**Prompt**
Across the lines of the records below, how many have the string "Some" in them? Answer with the number alone.

**Data to use**
****************************************

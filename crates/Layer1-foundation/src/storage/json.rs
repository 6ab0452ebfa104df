//! JSON 파일 저장소

use crate::{Error, Result};
use serde::{de::DeserializeOwned, Serialize};
use std::path::{Path, PathBuf};

/// 디렉토리 이름 (글로벌: `<config_dir>/toolgate`, 프로젝트: `.toolgate`)
pub const APP_DIR: &str = "toolgate";
pub const PROJECT_DIR: &str = ".toolgate";

/// JSON 저장소
#[derive(Debug, Clone)]
pub struct JsonStore {
    base_dir: PathBuf,
}

impl JsonStore {
    pub fn new(base_dir: impl Into<PathBuf>) -> Self {
        Self {
            base_dir: base_dir.into(),
        }
    }

    /// 프로젝트 저장소 (`<root>/.toolgate/`)
    pub fn project(root: impl AsRef<Path>) -> Self {
        Self::new(root.as_ref().join(PROJECT_DIR))
    }

    pub fn base_dir(&self) -> &Path {
        &self.base_dir
    }

    pub fn file_path(&self, filename: &str) -> PathBuf {
        self.base_dir.join(filename)
    }

    /// JSON 로드
    pub fn load<T: DeserializeOwned>(&self, filename: &str) -> Result<T> {
        let path = self.file_path(filename);
        let content = std::fs::read_to_string(&path)
            .map_err(|e| Error::Storage(format!("Failed to read {}: {}", path.display(), e)))?;
        serde_json::from_str(&content)
            .map_err(|e| Error::Storage(format!("Failed to parse {}: {}", path.display(), e)))
    }

    /// JSON 로드 (Optional)
    pub fn load_optional<T: DeserializeOwned>(&self, filename: &str) -> Result<Option<T>> {
        if !self.exists(filename) {
            return Ok(None);
        }
        self.load(filename).map(Some)
    }

    /// JSON 저장
    ///
    /// 임시 파일에 쓴 뒤 rename 하므로 중간에 실패해도 기존 파일이 깨지지 않는다.
    pub fn save<T: Serialize>(&self, filename: &str, data: &T) -> Result<()> {
        std::fs::create_dir_all(&self.base_dir).map_err(|e| {
            Error::Storage(format!(
                "Failed to create {}: {}",
                self.base_dir.display(),
                e
            ))
        })?;

        let path = self.file_path(filename);
        let tmp = self.file_path(&format!(".{}.tmp", filename));
        let content = serde_json::to_string_pretty(data)?;

        std::fs::write(&tmp, content)
            .map_err(|e| Error::Storage(format!("Failed to write {}: {}", tmp.display(), e)))?;
        std::fs::rename(&tmp, &path)
            .map_err(|e| Error::Storage(format!("Failed to write {}: {}", path.display(), e)))
    }

    /// 파일 존재 여부
    pub fn exists(&self, filename: &str) -> bool {
        self.file_path(filename).exists()
    }
}
//! toolgate-core: Core Runtime for toolgate
//!
//! Layer2 - 도구 실행 레이어
//!
//! # 주요 모듈
//!
//! - `tool`: Tool trait, 인자 스키마, 레지스트리, 경로 보안, Builtin 도구 6종
//! - `history`: 파일 스냅샷 저장소 (diff / rollback)
//! - `runner`: ToolRunner - 검증, 권한 확인, 실행, 감사 기록
//!
//! # 사용 예시
//!
//! ```ignore
//! use toolgate_core::{ToolRequest, ToolRunner};
//! use toolgate_foundation::GatewayConfig;
//!
//! let runner = ToolRunner::from_config(GatewayConfig::load(&cwd)?)?;
//!
//! // 외부 형식 요청
//! let result = runner.dispatch_value(&json!({
//!     "tool": "FileRead",
//!     "args": { "user_id": "admin", "path": "src/main.rs" }
//! })).await;
//!
//! // 도구 목록
//! for tool in runner.list_available_tools() {
//!     println!("{} ({})", tool.name, tool.capability);
//! }
//! ```

// Core modules
pub mod history;
pub mod runner;
pub mod tool;

// Re-exports: Tool System
pub use tool::{
    ArgKind, ParamSpec, PathGuard, PathIntent, PathViolation, Tool, ToolArgs, ToolContext,
    ToolInfo, ToolRegistry, ToolResult, ToolSchema,
};

// Re-exports: History
pub use history::{VersionDiff, VersionRecord, VersionStore};

// Re-exports: Runner
pub use runner::{ToolRequest, ToolRunner};

// Re-exports: Layer1 types most callers need
pub use toolgate_foundation::{Capability, Error, ErrorKind, GatewayConfig, Result};
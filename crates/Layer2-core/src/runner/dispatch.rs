//! ToolRunner - 단일 진입점
//!
//! ```text
//! Received ──(tool 존재, principal 비어있지 않음)──▶ Validated
//! Validated ──(PermissionManager.check)──────────▶ Authorized
//! Authorized ──(ToolSchema.validate)─────────────▶ Executing
//! Executing ──(handler, catch_unwind)────────────▶ Completed | Failed
//! ```
//!
//! 어느 단계에서 끝나든 감사 로그에는 정확히 한 건이 남는다.

use super::request::{ToolRequest, PRINCIPAL_ARG};
use crate::history::VersionStore;
use crate::tool::{PathGuard, ToolContext, ToolInfo, ToolRegistry, ToolResult};
use futures::FutureExt;
use serde_json::{Map, Value};
use std::any::Any;
use std::panic::AssertUnwindSafe;
use std::sync::Arc;
use std::time::Instant;
use tokio_util::sync::CancellationToken;
use toolgate_foundation::{
    AuditEntry, AuditLog, AuditQuery, AuditResult, DispatchStage, ErrorKind, GatewayConfig,
    PermissionManager, Result,
};
use tracing::{debug, info, warn};

/// 한 번의 dispatch 결과
struct Outcome {
    result: ToolResult,
    stage: DispatchStage,
    audit: AuditResult,
}

impl Outcome {
    fn rejected(stage: DispatchStage, result: ToolResult) -> Self {
        Self {
            result,
            stage,
            audit: AuditResult::Rejected,
        }
    }

    fn executed(result: ToolResult) -> Self {
        let (stage, audit) = if result.is_success() {
            (DispatchStage::Completed, AuditResult::Success)
        } else {
            (DispatchStage::Failed, AuditResult::Failure)
        };
        Self {
            result,
            stage,
            audit,
        }
    }
}

/// 도구 실행기
///
/// ## 사용법
///
/// ```ignore
/// let runner = ToolRunner::from_config(GatewayConfig::load(&cwd)?)?;
///
/// let result = runner
///     .dispatch(ToolRequest::new("FileRead", args, "admin"))
///     .await;
/// println!("{}", result.to_value());
/// ```
pub struct ToolRunner {
    registry: Arc<ToolRegistry>,
    permissions: Arc<PermissionManager>,
    audit: Arc<AuditLog>,
    paths: Arc<PathGuard>,
    history: Arc<VersionStore>,
    config: Arc<GatewayConfig>,
}

impl ToolRunner {
    pub fn new(
        registry: Arc<ToolRegistry>,
        permissions: Arc<PermissionManager>,
        audit: Arc<AuditLog>,
        paths: Arc<PathGuard>,
        history: Arc<VersionStore>,
        config: Arc<GatewayConfig>,
    ) -> Self {
        Self {
            registry,
            permissions,
            audit,
            paths,
            history,
            config,
        }
    }

    /// 설정으로 모든 저장소를 만들어 생성
    pub fn from_config(config: GatewayConfig) -> Result<Self> {
        let registry = ToolRegistry::with_builtins(&config);
        let permissions = PermissionManager::from_table(config.permissions.clone());
        let audit = AuditLog::new(&config.audit)?;
        let paths = PathGuard::from_config(&config.sandbox);
        let history = VersionStore::from_config(&config.history);

        info!(
            tools = registry.len(),
            working_dir = %paths.working_dir().display(),
            history_dir = %history.root().display(),
            "Tool runner initialized"
        );

        Ok(Self::new(
            Arc::new(registry),
            Arc::new(permissions),
            Arc::new(audit),
            Arc::new(paths),
            Arc::new(history),
            Arc::new(config),
        ))
    }

    // ========================================================================
    // Accessors
    // ========================================================================

    pub fn registry(&self) -> &Arc<ToolRegistry> {
        &self.registry
    }

    pub fn permissions(&self) -> &Arc<PermissionManager> {
        &self.permissions
    }

    pub fn audit(&self) -> &Arc<AuditLog> {
        &self.audit
    }

    pub fn paths(&self) -> &Arc<PathGuard> {
        &self.paths
    }

    pub fn history(&self) -> &Arc<VersionStore> {
        &self.history
    }

    pub fn config(&self) -> &Arc<GatewayConfig> {
        &self.config
    }

    // ========================================================================
    // Dispatch
    // ========================================================================

    pub async fn dispatch(&self, request: ToolRequest) -> ToolResult {
        self.dispatch_with_cancel(request, CancellationToken::new())
            .await
    }

    /// 취소 토큰과 함께 실행
    pub async fn dispatch_with_cancel(
        &self,
        request: ToolRequest,
        cancel: CancellationToken,
    ) -> ToolResult {
        let started = Instant::now();
        let ToolRequest {
            tool,
            args,
            principal,
        } = request;

        debug!(tool = %tool, principal = %principal, "Dispatch received");

        let entry = AuditEntry::new(&principal, &tool).with_args(&args);
        let outcome = self.run(&tool, &principal, args, cancel).await;

        self.finish(entry, outcome, started).await
    }

    /// 외부 형식(JSON) 요청 실행
    ///
    /// 요청 자체가 잘못된 경우에도 감사 로그를 남긴다.
    pub async fn dispatch_value(&self, value: &Value) -> ToolResult {
        match ToolRequest::from_value(value) {
            Ok(request) => self.dispatch(request).await,
            Err(e) => {
                let started = Instant::now();
                let tool = value.get("tool").and_then(Value::as_str).unwrap_or_default();
                let mut args = value
                    .get("args")
                    .and_then(Value::as_object)
                    .cloned()
                    .unwrap_or_default();
                let principal = match args.remove(PRINCIPAL_ARG) {
                    Some(Value::String(p)) => p,
                    _ => String::new(),
                };

                let entry = AuditEntry::new(principal, tool).with_args(&args);
                let outcome = Outcome::rejected(DispatchStage::Received, e.into());
                self.finish(entry, outcome, started).await
            }
        }
    }

    async fn run(
        &self,
        tool_name: &str,
        principal: &str,
        args: Map<String, Value>,
        cancel: CancellationToken,
    ) -> Outcome {
        // Received → Validated
        if principal.trim().is_empty() {
            return Outcome::rejected(
                DispatchStage::Received,
                ToolResult::failure(ErrorKind::InvalidInput, "Principal must not be empty"),
            );
        }
        let Some(tool) = self.registry.get(tool_name) else {
            return Outcome::rejected(
                DispatchStage::Received,
                ToolResult::failure(
                    ErrorKind::InvalidInput,
                    format!("Unknown tool: {}", tool_name),
                ),
            );
        };
        debug!(tool = %tool_name, stage = DispatchStage::Validated.as_str(), "Stage");

        // Validated → Authorized
        let capability = tool.capability();
        if !self.permissions.check(principal, capability) {
            warn!(
                tool = %tool_name,
                principal = %principal,
                capability = %capability,
                "Permission denied"
            );
            return Outcome {
                result: ToolResult::failure(
                    ErrorKind::PermissionDenied,
                    format!(
                        "Principal '{}' lacks capability '{}' required by {}",
                        principal, capability, tool_name
                    ),
                ),
                stage: DispatchStage::Validated,
                audit: AuditResult::Denied,
            };
        }
        debug!(tool = %tool_name, stage = DispatchStage::Authorized.as_str(), "Stage");

        let args = match tool.schema().validate(args) {
            Ok(args) => args,
            Err(e) => return Outcome::rejected(DispatchStage::Authorized, e.into()),
        };

        // Authorized → Executing
        debug!(tool = %tool_name, stage = DispatchStage::Executing.as_str(), "Stage");
        let ctx = ToolContext::new(
            principal,
            Arc::clone(&self.paths),
            Arc::clone(&self.history),
            Arc::clone(&self.config),
        )
        .with_cancel(cancel);

        match AssertUnwindSafe(tool.execute(args, &ctx)).catch_unwind().await {
            Ok(Ok(result)) => Outcome::executed(result),
            Ok(Err(e)) => Outcome::executed(e.into()),
            Err(panic) => {
                let detail = panic_message(panic.as_ref());
                warn!(tool = %tool_name, panic = %detail, "Tool panicked");
                Outcome::executed(ToolResult::failure(
                    ErrorKind::ExecutionError,
                    format!("Tool {} panicked: {}", tool_name, detail),
                ))
            }
        }
    }

    /// 감사 기록 후 결과 반환
    async fn finish(&self, entry: AuditEntry, outcome: Outcome, started: Instant) -> ToolResult {
        let duration_ms = started.elapsed().as_millis() as u64;
        let Outcome {
            result,
            stage,
            audit,
        } = outcome;

        let mut entry = entry.with_duration(duration_ms);
        if let (Some(kind), Some(message)) = (result.error_kind(), result.message()) {
            entry = entry.with_failure(audit, stage, kind, message);
        }

        debug!(
            tool = %entry.tool,
            principal = %entry.principal,
            stage = stage.as_str(),
            duration_ms,
            "Dispatch finished"
        );

        if let Err(e) = self.audit.record(entry).await {
            warn!(error = %e, "Failed to record audit entry");
        }
        result
    }

    // ========================================================================
    // Introspection
    // ========================================================================

    /// 등록된 도구 (이름, 설명, capability)
    pub fn list_available_tools(&self) -> Vec<ToolInfo> {
        self.registry.list()
    }

    pub fn tool_schemas(&self) -> Vec<Value> {
        self.registry.schemas()
    }

    /// 호출 이력 조회 (최신순)
    pub async fn call_history(&self, query: &AuditQuery) -> Result<Vec<AuditEntry>> {
        self.audit.query(query).await
    }

    pub async fn clear_call_history(&self) -> Result<()> {
        self.audit.clear().await
    }
}

fn panic_message(panic: &(dyn Any + Send)) -> String {
    if let Some(s) = panic.downcast_ref::<&str>() {
        (*s).to_string()
    } else if let Some(s) = panic.downcast_ref::<String>() {
        s.clone()
    } else {
        "unknown panic".to_string()
    }
}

****************************************

**Exercise answer**
6